Although UTF-8 validation is a common task, I'm trying to solve a slightly different task; given a string of bytes, work out whether it could potentially be a fragment of a valid UTF-8 string. That's a much less common task, so I thought it'd be easiest to write the code myself. Here's the Perl subroutine I came up with:
# Takes one argument, a string with codepoints in the range 0-255
# (representing the bytes of input); returns truthy if and only if some
# valid UTF-8 string has that string as a substring.
sub could_be_substring_of_valid_utf8 {
# We're using regexes on bytes (encoded as codepoints), so
# codepoints don't have their normal Unicode meaning.

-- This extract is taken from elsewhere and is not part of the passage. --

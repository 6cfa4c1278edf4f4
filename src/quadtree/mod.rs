mod quad_tree;

pub use quad_tree::*;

Tell Perl
# that ASCII = ASCII (it does in UTF-8), but newlines and
# codepoints from 128 up are not special.
use re '/aas';
my $substring = shift;
my $cb = qr/[\x80-\xbf]/; # continuation byte
my $ncb = qr/[^\x80-\xbf]/; # not a continuation byte
my $lb1 = qr/[\xc0-\xdf]/; # leading byte for 1 continuation byte
my $lb2 = qr/[\xe0-\xef]/; # leading byte for 2 continuation bytes
my $lb3 = qr/[\xf0-\xf7]/; # leading byte for 3 continuation bytes
for ($substring) {
# Bytes F8 to FF are never legal in UTF-8 (they'd be leading
# bytes for 4 or more continuation bytes, never necessary to
# represent something within the Unicode range). Bytes F5-F7
# are likewise illegal, because any string starting 0xF5 must
# represent a codepoint of at least U+140000, higher than the
# maximum codepoint of U+10FFFF.
return if /[\xf5-\xff]/;
# Likewise, if we see 4 or more continuation bytes in a row,
# that's also obviously illegal even if we can't see the
# leading byte.
return if /$cb{4}/;
# A string of continuation bytes cannot appear without a leading
# byte to its left, so each individual continuation byte requires
# a leading or continuation byte to its left.

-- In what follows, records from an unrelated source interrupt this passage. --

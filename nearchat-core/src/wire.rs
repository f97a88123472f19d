//! Wire model: length-prefixed blobs and the plaintext frame model.
//!
//! Stream transports do not preserve write boundaries, so every logical
//! unit on the wire — the handshake public key and every encrypted
//! application frame — is carried as `length (4 bytes, big-endian) ||
//! payload`. Raw file payload bytes are the one exception: they follow
//! their header frame unframed and are consumed by byte count.

use anyhow::{Result, ensure};
use bytes::{Buf, BufMut, BytesMut};
use serde::Deserialize;

/// Size of the big-endian length prefix.
pub const LEN_PREFIX: usize = 4;
/// Upper bound on a single blob to protect against malicious peers.
///
/// Encrypted frames carry chat text, file headers, and control messages —
/// all small. Bulk file bytes bypass blob framing entirely.
pub const MAX_BLOB_LEN: usize = 64 * 1024;

/// Encodes one blob (length prefix + payload) into `buf`.
pub fn encode_blob(payload: &[u8], buf: &mut BytesMut) {
    buf.reserve(LEN_PREFIX + payload.len());
    #[allow(clippy::cast_possible_truncation)] // payloads are bounded by MAX_BLOB_LEN
    buf.put_u32(payload.len() as u32);
    buf.put_slice(payload);
}

/// Convenience wrapper that allocates and returns a new `BytesMut`.
#[must_use]
pub fn encode_blob_to_bytes(payload: &[u8]) -> BytesMut {
    let mut buf = BytesMut::with_capacity(LEN_PREFIX + payload.len());
    encode_blob(payload, &mut buf);
    buf
}

/// Attempts to decode one complete blob from the front of `buf`.
///
/// * `Ok(Some(payload))` — a full blob was present; its bytes have been
///   consumed from `buf`.
/// * `Ok(None)` — not enough bytes yet; `buf` is left untouched. The caller
///   should read more data and try again.
/// * `Err(..)` — the announced length exceeds [`MAX_BLOB_LEN`]. The stream
///   is desynchronized or hostile; the caller should close the connection.
///
/// # Errors
///
/// Returns an error when the length prefix exceeds [`MAX_BLOB_LEN`].
pub fn try_decode_blob(buf: &mut BytesMut) -> Result<Option<Vec<u8>>> {
    if buf.len() < LEN_PREFIX {
        return Ok(None);
    }

    let len = u32::from_be_bytes([buf[0], buf[1], buf[2], buf[3]]) as usize;
    ensure!(
        len <= MAX_BLOB_LEN,
        "blob too large: {len} bytes (max {MAX_BLOB_LEN})"
    );

    if buf.len() < LEN_PREFIX + len {
        return Ok(None);
    }

    buf.advance(LEN_PREFIX);
    Ok(Some(buf.split_to(len).to_vec()))
}

// ── Plaintext frame model ───────────────────────────────────────────

/// One decoded application frame.
///
/// The closed set of things a decrypted blob can mean. Raw file chunk
/// bytes are not frames — they follow a [`Frame::FileHeader`] on the wire
/// and are demarcated by its `size`.
#[derive(Debug, Clone, PartialEq, Eq)]
pub enum Frame {
    /// Free-form chat text.
    Text { content: String },
    /// Announces a raw file payload of exactly `size` bytes to follow.
    FileHeader { name: String, size: u64 },
    /// Verification gate control message.
    Control { accepted: bool },
}

/// JSON shape of structured plaintext payloads.
///
/// Anything that fails to parse as this — including objects with an
/// unknown or absent `"type"` — is treated as chat text.
#[derive(Debug, Deserialize)]
#[serde(tag = "type", rename_all = "lowercase")]
enum TaggedMessage {
    File { name: String, size: u64 },
    Verification { status: VerificationStatus },
}

#[derive(Debug, Deserialize)]
#[serde(rename_all = "lowercase")]
enum VerificationStatus {
    Accepted,
    Rejected,
}

impl Frame {
    /// Serializes the frame to the plaintext form that gets encrypted.
    ///
    /// Chat text travels as raw UTF-8; file headers and control messages
    /// travel as tagged JSON objects.
    #[must_use]
    pub fn to_plaintext(&self) -> Vec<u8> {
        match self {
            Frame::Text { content } => content.clone().into_bytes(),
            Frame::FileHeader { name, size } => {
                serde_json::json!({ "type": "file", "name": name, "size": size })
                    .to_string()
                    .into_bytes()
            }
            Frame::Control { accepted } => {
                let status = if *accepted { "accepted" } else { "rejected" };
                serde_json::json!({ "type": "verification", "status": status })
                    .to_string()
                    .into_bytes()
            }
        }
    }

    /// Interprets decrypted plaintext, falling back to chat text whenever
    /// it is not a known tagged message.
    #[must_use]
    pub fn from_plaintext(plaintext: &[u8]) -> Self {
        if let Ok(msg) = serde_json::from_slice::<TaggedMessage>(plaintext) {
            return match msg {
                TaggedMessage::File { name, size } => Frame::FileHeader { name, size },
                TaggedMessage::Verification { status } => Frame::Control {
                    accepted: matches!(status, VerificationStatus::Accepted),
                },
            };
        }
        Frame::Text {
            content: String::from_utf8_lossy(plaintext).into_owned(),
        }
    }
}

return if /[\x00-\x7f]$cb/;
# A string of leading bytes requires exactly that many continuation
# bytes after it.
return if /($lb1|$lb2|$lb3)$ncb/; # missing first continuation byte
return if /($lb2|$lb3).$ncb/; # missing second continuation byte
return if /$lb3..$ncb/; # missing third continuation byte
return if /$lb1$cb$cb/; # too many continuation bytes
return if /$lb2$cb$cb$cb/; # too many continuation bytes
return if /$lb3$cb$cb$cb$cb/; # too many continuation bytes
# Codepoints U+D800 to U+DFFF must not be encoded in UTF-8 (as
# they're used only as an internal part of UTF-16); ban UTF-8
# sequences that attempt to do that. The encoding of U+D???
# always starts with 0xED, and the MSB of the next nybble
# appears in the 0x20s place of the first continuation byte,
# which is enough information to recognise one even from a
# partial encoding.
return if /\xed[\xa0-\xbf]/; # encodes a surrogate
# Codepoints U+FFFE and U+FFFF must not be encoded in UTF-8.
# Their encodings are 0xEF 0xBF 0xBE and 0xEF 0xBF 0xBF.
return if /\xef\xbf[\xbe\xbf]/;
# Codepoints above U+10FFFF must not be encoded in UTF-8.
# Encodings starting 0xF4 0x9? encode codepoints of the form
# U+11????, and are therefore illegal; likewise, 0xF4 0xA?
# and 0xF4 0xB? encode codepoints of the form U+12???? and
# U+13???? respectively and are illegal. (Codepoints from
# U+140000 upwards have been excluded already by the check
# on illegal bytes.)
return if /\xf4[\x90-\xbf]/;
}
1;
}
As is recommended nowadays for handling raw bytes in Perl, the strings of bytes are represented as strings where each codepoint in the string represents the byte with the corresponding number (e.g. the byte 0xA0 is encoded as "\x{A0}"); this means that you don't have to worry about how the string is represented internally within Perl (as it happens, it has an optimised internal encoding for strings with codepoints in the 0–255 range, but this code doesn't care about whether it's in use or not).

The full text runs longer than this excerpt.